Action item: Copy each line from the data that has the word "parsing" in it.

Saved entries:
────────────────
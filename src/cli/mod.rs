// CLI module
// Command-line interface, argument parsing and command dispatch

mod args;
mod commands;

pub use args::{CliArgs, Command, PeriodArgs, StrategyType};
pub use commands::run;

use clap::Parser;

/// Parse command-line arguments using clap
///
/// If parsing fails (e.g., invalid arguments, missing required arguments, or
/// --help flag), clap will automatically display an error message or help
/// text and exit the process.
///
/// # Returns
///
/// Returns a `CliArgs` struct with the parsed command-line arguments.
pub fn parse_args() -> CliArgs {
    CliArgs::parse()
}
────────────────
Solution to this exercise:
// Command-line interface, argument parsing and command dispatch
/// If parsing fails (e.g., invalid arguments, missing required arguments, or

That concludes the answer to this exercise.